**YOUR GOAL**
Retype the line with "entry before returning." in it, then each line after it to the end of the data, word for word.

#### RECORDS FOR THIS TASK

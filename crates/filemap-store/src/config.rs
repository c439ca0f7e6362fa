use std::path::Path;

use serde::{Deserialize, Serialize};

use crate::error::{StoreError, StoreResult};

/// How entry files are written.
#[derive(Clone, Copy, Debug, Default, PartialEq, Eq, Serialize, Deserialize)]
#[serde(rename_all = "snake_case")]
pub enum WriteMode {
    /// Truncate and rewrite the entry file in place. A failed write may leave
    /// a truncated file behind.
    Direct,
    /// Write a temp file in the store root, then rename it over the entry.
    #[default]
    AtomicRename,
}

/// Flush/sync strategy for entry files.
#[derive(Clone, Copy, Debug, Default, PartialEq, Eq, Serialize, Deserialize)]
#[serde(rename_all = "snake_case")]
pub enum SyncMode {
    /// `fsync` every written entry before returning.
    EveryWrite,
    /// Rely on OS page-cache buffering.
    #[default]
    OsDefault,
}

/// Configuration for opening a [`PersistentMap`](crate::PersistentMap).
#[derive(Clone, Debug, PartialEq, Eq, Serialize, Deserialize)]
#[serde(default)]
pub struct StoreConfig {
    pub write_mode: WriteMode,
    pub sync_mode: SyncMode,
    /// Create the store when the root directory does not exist.
    pub create_if_missing: bool,
    /// Refuse every mutation. A read-only open never creates a store.
    pub read_only: bool,
}

impl Default for StoreConfig {
    fn default() -> Self {
        Self {
            write_mode: WriteMode::default(),
            sync_mode: SyncMode::default(),
            create_if_missing: true,
            read_only: false,
        }
    }
}

impl StoreConfig {
    /// Configuration for inspecting an existing store without touching it.
    pub fn read_only() -> Self {
        Self {
            create_if_missing: false,
            read_only: true,
            ..Default::default()
        }
    }

    /// Parse a configuration from TOML. Missing fields take their defaults.
    pub fn from_toml_str(s: &str) -> StoreResult<Self> {
        toml::from_str(s).map_err(|e| StoreError::Config(e.to_string()))
    }

    /// Load a configuration from a TOML file.
    pub fn load(path: &Path) -> StoreResult<Self> {
        let text = std::fs::read_to_string(path)
            .map_err(|e| StoreError::Config(format!("{}: {e}", path.display())))?;
        Self::from_toml_str(&text)
    }
}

########

**COMPLETED TASK**
    /// `fsync` every written entry before returning.
    EveryWrite,
    /// Rely on OS page-cache buffering.
    #[default]
    OsDefault,
}

/// Configuration for opening a [`PersistentMap`](crate::PersistentMap).
#[derive(Clone, Debug, PartialEq, Eq, Serialize, Deserialize)]
#[serde(default)]
pub struct StoreConfig {
    pub write_mode: WriteMode,
    pub sync_mode: SyncMode,
    /// Create the store when the root directory does not exist.
    pub create_if_missing: bool,
    /// Refuse every mutation. A read-only open never creates a store.
    pub read_only: bool,
}

impl Default for StoreConfig {
    fn default() -> Self {
        Self {
            write_mode: WriteMode::default(),
            sync_mode: SyncMode::default(),
            create_if_missing: true,
            read_only: false,
        }
    }
}

impl StoreConfig {
    /// Configuration for inspecting an existing store without touching it.
    pub fn read_only() -> Self {
        Self {
            create_if_missing: false,
            read_only: true,
            ..Default::default()
        }
    }

    /// Parse a configuration from TOML. Missing fields take their defaults.
    pub fn from_toml_str(s: &str) -> StoreResult<Self> {
        toml::from_str(s).map_err(|e| StoreError::Config(e.to_string()))
    }

    /// Load a configuration from a TOML file.
    pub fn load(path: &Path) -> StoreResult<Self> {
        let text = std::fs::read_to_string(path)
            .map_err(|e| StoreError::Config(format!("{}: {e}", path.display())))?;
        Self::from_toml_str(&text)
    }
}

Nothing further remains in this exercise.